Qualche volta si dice che i vaccini sono vittime del loro stesso successo. Ma la situazione è preoccupante, se si considera che in molti Stati della Ue sta aumentando il rifiuto dei vaccini, insieme alla scarsa fiducia sulla loro sicurezza e sulla loro efficacia – ripetutamente ribadite invece dalle istituzioni sanitarie nazionali e internazionali. La mancanza di fiducia si ripercuote negativamente sui tassi di copertura, fondamentali per garantire l’immunità di gruppo e dunque la protezione dalla malattia.

Il caso del morbillo è emblematico. Quest’anno, rivela l’Organizzazione mondiale della Sanità, i casi segnalati di morbillo hanno raggiunto fino ad ora il numero più elevato registrato a livello globale dal 2006.

«L’impennata dei casi di morbillo iniziata nel 2018 è proseguita nel 2019, con circa 90 000 casi segnalati nel primo semestre dell’anno nella sola regione europea dell’OMS e oltre 365 000 nel mondo. Questi dati semestrali superano già i totali annuali dal 2006».

Un sondaggio Eurobarometro di aprile rivela che quasi la metà dei cittadini dell’UE (48%) pensa che i vaccini possano produrre spesso effetti indesiderati gravi, il 38% ritiene che possano causare le malattie dalle quali proteggono e il 31% è convinto che possano indebolire il sistema immunitario. Sono dati sui quali pesa anche la disinformazione sui vaccini.
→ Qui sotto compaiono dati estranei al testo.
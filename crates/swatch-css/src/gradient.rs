//! Gradient parsing.
//!
//! [CSS Images Level 3 § 3 Gradients](https://www.w3.org/TR/css-images-3/#gradients)
//!
//! ```text
//! linear-gradient() = linear-gradient(
//!   [ <angle> | to <side-or-corner> ]? ,
//!   <color-stop-list>
//! )
//! ```
//!
//! Only the colors matter for a palette: the orientation prelude is dropped,
//! each remaining argument contributes its leading color token, and the first
//! and last stops name the gradient.

use std::sync::LazyLock;

use regex::Regex;
use serde::Serialize;

use crate::color::to_hex;
use crate::names::nearest_name;
use crate::tokenizer::split_top_level;

/// `<angle>` per [CSS Values § 7.1](https://www.w3.org/TR/css-values-4/#angles).
static ANGLE_RE: LazyLock<Regex> = LazyLock::new(|| {
    Regex::new(r"(?i)^[+-]?(\d+\.?\d*|\.\d+)(deg|grad|rad|turn)$").expect("angle pattern is valid")
});

/// Leading color token of a color stop: hex, `rgb[a]()`, `hsl[a]()` or a bare word.
static COLOR_TOKEN_RE: LazyLock<Regex> = LazyLock::new(|| {
    Regex::new(r"(?i)^(#[0-9a-f]{3,8}|rgba?\([^)]*\)|hsla?\([^)]*\)|[a-z]+)")
        .expect("color token pattern is valid")
});

/// Words that look like colors to the bare-word pattern but belong to the
/// gradient grammar: orientation, repetition, and the radial/conic
/// `<rg-ending-shape>`, `<rg-extent-keyword>` and `<position>` keywords.
const RESERVED_WORDS: &[&str] = &[
    "to", "at", "from", "deg", "rad", "grad", "turn", "repeat", "repeating", "linear", "radial",
    "conic", "circle", "ellipse", "closest", "farthest", "side", "corner", "center", "left",
    "right", "top", "bottom", "in",
];

/// Gradient function family.
///
/// Classification is by substring, checked in declaration order, so the
/// `repeating-` variants win over their plain counterparts.
#[derive(Debug, Clone, Copy, PartialEq, Eq, Hash, Serialize)]
#[serde(rename_all = "kebab-case")]
pub enum GradientKind {
    /// `repeating-linear-gradient()`
    RepeatingLinear,
    /// `repeating-radial-gradient()`
    RepeatingRadial,
    /// `repeating-conic-gradient()`
    RepeatingConic,
    /// `linear-gradient()`
    Linear,
    /// `radial-gradient()`
    Radial,
    /// `conic-gradient()`
    Conic,
    /// Anything else mentioning "gradient" (vendor or future syntax).
    Other,
}

impl GradientKind {
    const PRECEDENCE: [(&'static str, Self); 6] = [
        ("repeating-linear-gradient", Self::RepeatingLinear),
        ("repeating-radial-gradient", Self::RepeatingRadial),
        ("repeating-conic-gradient", Self::RepeatingConic),
        ("linear-gradient", Self::Linear),
        ("radial-gradient", Self::Radial),
        ("conic-gradient", Self::Conic),
    ];

    /// Classify a gradient value.
    #[must_use]
    pub fn classify(value: &str) -> Self {
        let lowered = value.to_ascii_lowercase();
        Self::PRECEDENCE
            .iter()
            .find(|(needle, _)| lowered.contains(needle))
            .map_or(Self::Other, |&(_, kind)| kind)
    }

    /// Short name, e.g. `"linear"` or `"repeating-radial"`.
    #[must_use]
    pub const fn as_str(self) -> &'static str {
        match self {
            Self::RepeatingLinear => "repeating-linear",
            Self::RepeatingRadial => "repeating-radial",
            Self::RepeatingConic => "repeating-conic",
            Self::Linear => "linear",
            Self::Radial => "radial",
            Self::Conic => "conic",
            Self::Other => "other",
        }
    }
}

/// A usable gradient: at least two color stops, endpoints normalised.
#[derive(Debug, Clone, PartialEq, Eq, Serialize)]
pub struct GradientRecord {
    /// `"<start name> to <end name>"`
    pub name: String,
    /// Function family.
    #[serde(rename = "type")]
    pub kind: GradientKind,
    /// First stop as `#rrggbb`.
    pub start: String,
    /// Last stop as `#rrggbb`.
    pub end: String,
    /// Every stop as `#rrggbb`, in order.
    pub stops: Vec<String>,
}

impl GradientRecord {
    /// Identity used for deduplication.
    #[must_use]
    pub fn endpoints(&self) -> (&str, &str) {
        (&self.start, &self.end)
    }
}

/// Parse a single gradient function.
///
/// The arguments are the text between the first `(` after the word
/// `gradient` and the last `)`. Returns `None` when the value is not a
/// gradient, its parentheses are missing, or fewer than two color stops can
/// be read.
#[must_use]
pub fn parse_gradient(value: &str) -> Option<GradientRecord> {
    let value = value.trim();
    let function_start = value.to_ascii_lowercase().find("gradient")?;
    let kind = GradientKind::classify(value);

    // A `background` shorthand may put a color before the function.
    let open = function_start + value[function_start..].find('(')?;
    let close = value.rfind(')')?;
    if close <= open {
        return None;
    }
    let mut arguments = split_top_level(&value[open + 1..close]);

    if arguments.first().is_some_and(|first| is_orientation(first)) {
        let _ = arguments.remove(0);
    }

    let stops: Vec<&str> = arguments.iter().filter_map(|arg| leading_color(arg)).collect();
    if stops.len() < 2 {
        return None;
    }

    // Names come from the raw tokens so an unreadable stop is "Unknown",
    // not the name of the sentinel hex.
    let name = format!(
        "{} to {}",
        nearest_name(stops.first()?),
        nearest_name(stops.last()?)
    );
    let stops: Vec<String> = stops.into_iter().map(to_hex).collect();
    let start = stops.first()?.clone();
    let end = stops.last()?.clone();

    Some(GradientRecord {
        name,
        kind,
        start,
        end,
        stops,
    })
}

/// Parse every gradient layer of a property value such as
/// `linear-gradient(...), url(noise.png), radial-gradient(...)`.
#[must_use]
pub fn parse_gradients(value: &str) -> Vec<GradientRecord> {
    if !value.to_ascii_lowercase().contains("gradient") {
        return Vec::new();
    }
    split_top_level(value)
        .iter()
        .filter_map(|layer| parse_gradient(layer))
        .collect()
}

/// `to <side-or-corner>` or an `<angle>`.
fn is_orientation(segment: &str) -> bool {
    let segment = segment.trim();
    let lowered = segment.to_ascii_lowercase();
    lowered == "to" || lowered.starts_with("to ") || ANGLE_RE.is_match(segment)
}

/// Leading color token of a stop, unless it is a gradient keyword.
fn leading_color(segment: &str) -> Option<&str> {
    let token = COLOR_TOKEN_RE.find(segment.trim_start())?.as_str();
    let is_word = token.chars().all(|c| c.is_ascii_alphabetic());
    if is_word && RESERVED_WORDS.contains(&token.to_ascii_lowercase().as_str()) {
        return None;
    }
    Some(token)
}
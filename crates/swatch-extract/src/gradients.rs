//! Gradient collection.
//!
//! Gradients only ever appear in image-valued properties, so each element's
//! `background-image` (and the `background` shorthand, for snapshots that
//! captured it) is handed to the gradient parser layer by layer.

use std::collections::HashSet;

use swatch_common::warning::warn_once;
use swatch_css::{GradientRecord, parse_gradients};
use swatch_dom::{StyleError, StyleSnapshot};

/// Properties that can hold a gradient.
pub const GRADIENT_PROPERTIES: &[&str] = &["background-image", "background"];

/// Collect every distinct gradient on the page, in document order.
///
/// Two gradients are the same when their first and last stops resolve to the
/// same colors; the first one seen is kept.
#[must_use]
pub fn extract_gradients<S: StyleSnapshot + ?Sized>(snapshot: &S) -> Vec<GradientRecord> {
    let mut seen: HashSet<(String, String)> = HashSet::new();
    let mut gradients = Vec::new();

    for element in snapshot.elements() {
        for property in GRADIENT_PROPERTIES {
            let value = match element.computed_value(property) {
                Ok(value) => value,
                Err(StyleError::Missing(_)) => continue,
                Err(error) => {
                    warn_once("gradient", &error.to_string());
                    continue;
                }
            };

            for gradient in parse_gradients(value) {
                let (start, end) = gradient.endpoints();
                let key = (start.to_string(), end.to_string());
                if seen.insert(key) {
                    gradients.push(gradient);
                }
            }
        }
    }

    log::debug!(target: "swatch", "collected {} gradients", gradients.len());
    gradients
}
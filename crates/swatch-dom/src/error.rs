//! Snapshot error types.

/// Failure to read one property of one element.
///
/// Never fatal: the extraction walk skips the property and continues.
#[derive(Debug, Clone, PartialEq, Eq, thiserror::Error)]
pub enum StyleError {
    /// The snapshot did not capture this property.
    #[error("property '{0}' was not captured")]
    Missing(String),
    /// The page threw while resolving this property.
    #[error("property '{0}' could not be read")]
    Unreadable(String),
}

/// Failure to build a snapshot from its wire format.
#[derive(Debug, thiserror::Error)]
pub enum SnapshotError {
    /// The payload is not valid snapshot JSON.
    #[error("malformed snapshot JSON: {0}")]
    Json(#[from] serde_json::Error),
    /// An element names a parent that does not precede it in document order.
    #[error("element {index} names parent {parent}, which does not precede it")]
    DanglingParent {
        /// Position of the offending element.
        index: usize,
        /// The parent index it named.
        parent: usize,
    },
}
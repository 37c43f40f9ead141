//! Extraction warnings routed through the `log` facade.
//!
//! Provides deduplication to avoid spamming the same warning multiple times.
//! A page with thousands of elements usually repeats the same odd value many
//! times; each distinct message is logged once until [`clear_warnings`].

use std::collections::HashSet;
use std::sync::Mutex;

/// Global set of warnings we've already logged (to deduplicate)
static WARNED: Mutex<Option<HashSet<String>>> = Mutex::new(None);

/// Warn about a value the extractor had to skip (logs once per unique message)
///
/// # Example
/// ```
/// swatch_common::warning::warn_once("color", "unparseable color value 'hsl(1, 2%, 3%)'");
/// ```
pub fn warn_once(component: &str, message: &str) {
    let key = format!("[{component}] {message}");
    // A poisoned set only loses deduplication, never the warning itself.
    let should_log = match WARNED.lock() {
        Ok(mut guard) => guard.get_or_insert_with(HashSet::new).insert(key),
        Err(_) => true,
    };

    if should_log {
        log::warn!(target: "swatch", "[{component}] {message}");
    }
}

/// Clear all recorded warnings (call when starting a new extraction pass)
pub fn clear_warnings() {
    if let Ok(mut guard) = WARNED.lock() {
        *guard = None;
    }
}
//! Tests for the snapshot arena, the capability traits and the wire format.

use swatch_dom::{
    DocumentSnapshot, ElementData, ElementStyle, NodeId, SnapshotError, StyleError,
    StyleSnapshot, StylesheetSource,
};

fn sample() -> DocumentSnapshot {
    let mut doc = DocumentSnapshot::new();
    let body = doc.push(NodeId::ROOT, ElementData::new("BODY"));
    let header = doc.push(body, ElementData::new("header"));
    let _ = doc.push(header, ElementData::new("h1").with_text("Welcome"));
    let _ = doc.push(
        body,
        ElementData::new("p")
            .with_class("lead  intro")
            .with_style("color", "rgb(10, 20, 30)")
            .with_unreadable("font-size"),
    );
    doc.set_title("Sample");
    doc.insert_meta("og:title", "Sample OG");
    doc.add_stylesheet(
        StylesheetSource::External {
            href: "https://cdn.example.com/site.css".to_string(),
        },
        None,
    );
    doc.add_stylesheet(StylesheetSource::Inline, Some(4));
    doc
}

#[test]
fn test_elements_in_document_order() {
    let doc = sample();
    let tags: Vec<&str> = doc.elements().map(|element| element.tag_name()).collect();
    assert_eq!(tags, vec!["body", "header", "h1", "p"]);
    assert_eq!(doc.len(), 5);
    assert!(!doc.is_empty());
    assert!(DocumentSnapshot::new().is_empty());
}

#[test]
fn test_parent_and_children_links() {
    let doc = sample();
    let order = doc.iter_all();
    let body = order[0];
    assert_eq!(doc.parent(body), Some(NodeId::ROOT));
    assert_eq!(doc.children(body).len(), 2);
    assert_eq!(doc.parent(order[2]), Some(order[1]));
}

#[test]
fn test_computed_value_errors() {
    let doc = sample();
    let p = doc.elements().last().unwrap();
    assert_eq!(p.computed_value("color"), Ok("rgb(10, 20, 30)"));
    assert_eq!(
        p.computed_value("font-size"),
        Err(StyleError::Unreadable("font-size".to_string()))
    );
    assert_eq!(
        p.computed_value("line-height"),
        Err(StyleError::Missing("line-height".to_string()))
    );
}

#[test]
fn test_document_metadata() {
    let doc = sample();
    assert_eq!(doc.document_title(), Some("Sample"));
    assert_eq!(doc.meta_content("og:title"), Some("Sample OG"));
    assert_eq!(doc.meta_content("description"), None);
    assert_eq!(doc.stylesheets().len(), 2);
    assert_eq!(doc.stylesheets()[1].rule_count, Some(4));
}

#[test]
fn test_json_round_trip_preserves_structure() {
    let doc = sample();
    let json = doc.to_json().unwrap();
    let back = DocumentSnapshot::from_json(&json).unwrap();

    assert_eq!(back.iter_all().len(), 4);
    let original: Vec<&ElementData> = doc.iter_all().iter().filter_map(|&id| doc.as_element(id)).collect();
    let decoded: Vec<&ElementData> = back.iter_all().iter().filter_map(|&id| back.as_element(id)).collect();
    assert_eq!(original, decoded);
    assert_eq!(back.stylesheets(), doc.stylesheets());
    assert_eq!(back.document_title(), Some("Sample"));
    assert_eq!(back.to_json().unwrap(), json);
}

#[test]
fn test_from_json_in_page_payload() {
    let json = r#"{
        "url": "https://example.com/",
        "title": "Example",
        "meta": { "og:title": "Example Domain" },
        "elements": [
            { "tag": "BODY", "className": "", "parent": null, "style": { "color": "rgb(0, 0, 0)" } },
            { "tag": "h1", "className": "hero", "parent": 0, "text": "Hello", "style": {} },
            { "tag": "p", "parent": 0, "style": {}, "unreadable": ["color"] }
        ],
        "stylesheets": [
            { "source": { "kind": "external", "href": "https://x/y.css" }, "ruleCount": null },
            { "source": { "kind": "inline" }, "ruleCount": 12 }
        ]
    }"#;
    let doc = DocumentSnapshot::from_json(json).unwrap();
    assert_eq!(doc.url(), Some("https://example.com/"));
    let tags: Vec<&str> = doc.elements().map(|element| element.tag_name()).collect();
    assert_eq!(tags, vec!["body", "h1", "p"]);
    let h1 = doc.elements().nth(1).unwrap();
    assert_eq!(h1.class_name(), "hero");
    assert_eq!(h1.text_content(), Some("Hello"));
    assert!(doc.elements().nth(2).unwrap().computed_value("color").is_err());
    assert_eq!(doc.stylesheets()[0].rule_count, None);
}

#[test]
fn test_from_json_rejects_forward_parent() {
    let json = r#"{ "elements": [ { "tag": "p", "parent": 0 } ] }"#;
    match DocumentSnapshot::from_json(json) {
        Err(SnapshotError::DanglingParent { index, parent }) => {
            assert_eq!((index, parent), (0, 0));
        }
        other => panic!("expected dangling parent, got {other:?}"),
    }
}

#[test]
fn test_from_json_rejects_garbage() {
    assert!(matches!(
        DocumentSnapshot::from_json("not json"),
        Err(SnapshotError::Json(_))
    ));
}
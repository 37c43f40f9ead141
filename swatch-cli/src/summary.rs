//! Colored terminal rendering of a report.

use std::fmt::Write as _;

use owo_colors::OwoColorize;
use swatch_css::ColorValue;
use swatch_extract::{CssMeta, DesignReport};

const BLOCK: &str = "██";

/// Render `report` as a human-readable summary with truecolor swatches.
pub fn render(report: &DesignReport) -> String {
    let tokens = &report.tokens;
    let mut out = String::new();

    let _ = writeln!(out, "{}", tokens.title.bold());
    let _ = writeln!(out, "{}", report.url.dimmed());

    let _ = writeln!(out, "\n{} ({})", "Colors".bold().underline(), tokens.colors.len());
    for color in &tokens.colors {
        let _ = writeln!(
            out,
            "  {}  {}  {:<24} {}",
            swatch(&color.hex),
            color.hex,
            color.name,
            color.rgb.dimmed()
        );
    }

    let _ = writeln!(out, "\n{} ({})", "Gradients".bold().underline(), tokens.gradients.len());
    for gradient in &tokens.gradients {
        let strip: String = gradient.stops.iter().map(|stop| swatch(stop)).collect();
        let _ = writeln!(
            out,
            "  {strip}  {:<16} {}  {} -> {}",
            gradient.kind.as_str(),
            gradient.name,
            gradient.start.dimmed(),
            gradient.end.dimmed()
        );
    }

    let _ = writeln!(
        out,
        "\n{} ({} styles, {} duplicates removed)",
        "Typography".bold().underline(),
        tokens.typography.len(),
        tokens.meta.duplicates_removed
    );
    for group in &tokens.typography {
        let _ = writeln!(
            out,
            "  {} {:<24} {:>8} {:>5} {:>8}  x{}",
            format!("{:<10}", group.tag).bold(),
            group.font_family,
            group.font_size,
            group.font_weight,
            group.line_height,
            group.count
        );
    }

    let _ = writeln!(out, "\n{}", stylesheet_line(&tokens.meta).dimmed());
    out
}

fn stylesheet_line(meta: &CssMeta) -> String {
    format!(
        "{} external stylesheets, {} inline rules, {} rules total, {} text tags",
        meta.external_css_count,
        meta.inline_css_count,
        meta.typography_rules_count,
        meta.total_tags_found
    )
}

fn swatch(hex: &str) -> String {
    ColorValue::parse(hex).map_or_else(
        || BLOCK.to_string(),
        |color| BLOCK.truecolor(color.r, color.g, color.b).to_string(),
    )
}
«Dopo molti anni di progressi, siamo a un punto di svolta critico. Assistiamo al ritorno del morbillo e 1 bambino su 10 continua a non ricevere le vaccinazioni essenziali per l’infanzia – ha detto Tedros Adhanom Ghebreyesus, Direttore generale dell’Organizzazione mondiale della sanità – Possiamo e dobbiamo rimetterci in carreggiata, e ci riusciremo solo garantendo che tutti possano beneficiare del potere dei vaccini e se i governi e i partner investiranno nell’immunizzazione in quanto diritto per tutti e bene sociale. È giunto il momento di intensificare gli sforzi per sostenere la vaccinazione in quanto parte essenziale della salute per tutti».